=== Work task ===
Below are the records; copy each line in them that holds the word "crate".

=== Stored data entries ===
———
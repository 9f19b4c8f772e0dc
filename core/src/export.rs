//! Serialized form of a finished run.

use std::fmt;
use std::fmt::Write as _;
use std::str::FromStr;

use horizon_types::{BodyKind, SimulationParams, Vec3};
use serde::{Deserialize, Serialize};
use thiserror::Error;

use crate::diagnostics::ConservationReport;
use crate::integrator::{IntegratorKind, StepStats};
use crate::simulation::SimulationRun;
use crate::stability::{StabilityReport, Verdict};
use crate::units::Normalization;

/// Bumped whenever the JSON layout changes incompatibly.
pub const EXPORT_FORMAT_VERSION: u32 = 1;

#[derive(Debug, Clone, Copy, PartialEq, Eq, Hash, Default, Serialize, Deserialize)]
#[serde(rename_all = "lowercase")]
pub enum ExportFormat {
    #[default]
    Json,
    Csv,
}

impl ExportFormat {
    #[must_use]
    pub fn extension(self) -> &'static str {
        match self {
            ExportFormat::Json => "json",
            ExportFormat::Csv => "csv",
        }
    }
}

impl fmt::Display for ExportFormat {
    fn fmt(&self, f: &mut fmt::Formatter<'_>) -> fmt::Result {
        f.write_str(self.extension())
    }
}

#[derive(Debug, Clone, Error, PartialEq, Eq)]
#[error("unknown export format '{0}' (expected json or csv)")]
pub struct UnknownFormat(pub String);

impl FromStr for ExportFormat {
    type Err = UnknownFormat;

    fn from_str(s: &str) -> Result<Self, Self::Err> {
        match s.trim().to_ascii_lowercase().as_str() {
            "json" => Ok(ExportFormat::Json),
            "csv" => Ok(ExportFormat::Csv),
            other => Err(UnknownFormat(other.to_string())),
        }
    }
}

#[derive(Debug, Error)]
pub enum ExportError {
    #[error("failed to serialize run: {0}")]
    Json(#[from] serde_json::Error),
    #[error("failed to format CSV: {0}")]
    Csv(#[from] fmt::Error),
}

#[derive(Debug, Clone, PartialEq, Serialize, Deserialize)]
pub struct ExportedBody {
    pub kind: BodyKind,
    pub mass: f64,
    pub position: Vec3,
    pub velocity: Vec3,
}

#[derive(Debug, Clone, PartialEq, Serialize, Deserialize)]
pub struct StabilitySummary {
    pub verdict: Verdict,
    pub bound: usize,
    pub escaping: usize,
}

impl From<&StabilityReport> for StabilitySummary {
    fn from(report: &StabilityReport) -> Self {
        Self {
            verdict: report.verdict,
            bound: report.bound,
            escaping: report.escaping,
        }
    }
}

/// Versioned JSON document for one run.
#[derive(Debug, Clone, PartialEq, Serialize, Deserialize)]
pub struct RunExport {
    pub format_version: u32,
    pub seed: u64,
    pub params: SimulationParams,
    pub integrator: IntegratorKind,
    pub normalization: Normalization,
    pub bodies: Vec<ExportedBody>,
    pub times: Vec<f64>,
    pub frames: Vec<Vec<Vec3>>,
    pub stats: StepStats,
    pub conservation: ConservationReport,
    pub stability: StabilitySummary,
}

impl RunExport {
    #[must_use]
    pub fn from_run(run: &SimulationRun) -> Self {
        Self {
            format_version: EXPORT_FORMAT_VERSION,
            seed: run.params.seed,
            params: run.params,
            integrator: run.integrator,
            normalization: run.normalization,
            bodies: run
                .bodies
                .iter()
                .map(|b| ExportedBody {
                    kind: b.kind,
                    mass: b.mass,
                    position: b.position,
                    velocity: b.velocity,
                })
                .collect(),
            times: run.times.clone(),
            frames: run.frames.clone(),
            stats: run.stats,
            conservation: run.conservation,
            stability: StabilitySummary::from(&run.stability),
        }
    }
}

pub fn to_json(run: &SimulationRun) -> Result<String, ExportError> {
    Ok(serde_json::to_string_pretty(&RunExport::from_run(run))?)
}

/// One row per body per frame under a `frame,time,body,kind,x,y,z` header.
pub fn to_csv(run: &SimulationRun) -> Result<String, ExportError> {
    let mut out = String::from("frame,time,body,kind,x,y,z\n");
    for (k, (time, positions)) in run.times.iter().zip(&run.frames).enumerate() {
        for (i, (r, body)) in positions.iter().zip(&run.bodies).enumerate() {
            writeln!(
                out,
                "{k},{time},{i},{},{},{},{}",
                body.kind.as_str(),
                r.x,
                r.y,
                r.z
            )?;
        }
    }
    Ok(out)
}

pub fn render(run: &SimulationRun, format: ExportFormat) -> Result<String, ExportError> {
    match format {
        ExportFormat::Json => to_json(run),
        ExportFormat::Csv => to_csv(run),
    }
}

#[cfg(test)]
mod tests {
    use std::ops::ControlFlow;

    use horizon_types::{Scenario, SimulationParams};

    use super::{EXPORT_FORMAT_VERSION, ExportFormat, RunExport, render, to_csv, to_json};
    use crate::simulation::{SimulationRun, SimulationSettings, simulate};

    fn small_run() -> SimulationRun {
        let params = SimulationParams {
            scenario: Scenario::BinaryPlanet,
            time_span: 1.0,
            ..SimulationParams::default()
        };
        let settings = SimulationSettings {
            samples: 6,
            ..SimulationSettings::default()
        };
        simulate(&params, &settings, |_| ControlFlow::Continue(())).unwrap()
    }

    #[test]
    fn json_round_trips_through_serde() {
        let run = small_run();
        let json = to_json(&run).unwrap();
        let parsed: RunExport = serde_json::from_str(&json).unwrap();
        assert_eq!(parsed.format_version, EXPORT_FORMAT_VERSION);
        assert_eq!(parsed.frames.len(), 6);
        assert_eq!(parsed.bodies.len(), 3);

        let value: serde_json::Value = serde_json::from_str(&json).unwrap();
        assert_eq!(value["integrator"], "dopri5");
        assert_eq!(value["params"]["scenario"], "binary_planet");
        assert!(value["conservation"]["final"]["total"].is_number());
        assert_eq!(value["bodies"][2]["kind"], "planet");
    }

    #[test]
    fn csv_has_one_row_per_body_per_frame() {
        let run = small_run();
        let csv = to_csv(&run).unwrap();
        let lines: Vec<&str> = csv.lines().collect();
        assert_eq!(lines.len(), 6 * 3 + 1);
        assert_eq!(lines[0], "frame,time,body,kind,x,y,z");
        assert!(lines[1].starts_with("0,0,0,star,-0.5,0,0"));
        assert!(lines[18].starts_with("5,1,2,planet,"));
    }

    #[test]
    fn format_parsing_and_dispatch() {
        assert_eq!("CSV".parse::<ExportFormat>().unwrap(), ExportFormat::Csv);
        assert!("xml".parse::<ExportFormat>().is_err());
        assert_eq!(ExportFormat::Json.extension(), "json");

        let run = small_run();
        assert!(render(&run, ExportFormat::Csv).unwrap().starts_with("frame,"));
        assert!(render(&run, ExportFormat::Json).unwrap().starts_with('{'));
    }
}
//! Core engine for EventHorizon - state machine and orchestration.
//!
//! This crate contains the `App` state machine without TUI dependencies:
//! - **Parameters**: sidebar selection and editing
//! - **Runs**: the solver on a blocking task, progress over a channel, cancellation
//! - **Playback**: frame clock, speed, looping
//! - **Camera**: orthographic projection of the 3D scene
//! - **Status log**: timestamped messages for the Command Center
//! - **Export**: JSON and CSV files of a finished run
//!
//! The TUI layer (`horizon_tui`) reads state from `App` and forwards input to it.

mod app;
mod camera;
mod export;
mod playback;
mod run;
mod status;

pub use app::{App, AppSettings};
pub use camera::{Camera, DEFAULT_AZIMUTH, DEFAULT_ELEVATION, MAX_ZOOM, MIN_ZOOM, Projected};
pub use export::{export_file_stem, write_export};
pub use playback::{MAX_SPEED, MIN_SPEED, Playback};
pub use run::{ActiveRun, RunPhase, RunState};
pub use status::{STATUS_CAPACITY, StatusEntry, StatusLevel, StatusLog};

pub use horizon_config::{ExportSettings, HorizonConfig, RenderSettings};
pub use horizon_core::{
    BodyFate, ConservationReport, Fate, IntegratorKind, Normalization, SimulationRun,
    SimulationSettings, StabilityReport, StepStats, Verdict,
};
pub use horizon_types::{
    BodyKind, Direction, InputMode, ModalEffect, ModalEffectKind, ParamField, Scenario,
    SimulationParams, UiOptions, Vec3,
};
———
=== Task answer ===
use crate::diagnostics::ConservationReport;
use crate::integrator::{IntegratorKind, StepStats};
use crate::simulation::SimulationRun;
use crate::stability::{StabilityReport, Verdict};
use crate::units::Normalization;
    use crate::simulation::{SimulationRun, SimulationSettings, simulate};
//! This crate contains the `App` state machine without TUI dependencies:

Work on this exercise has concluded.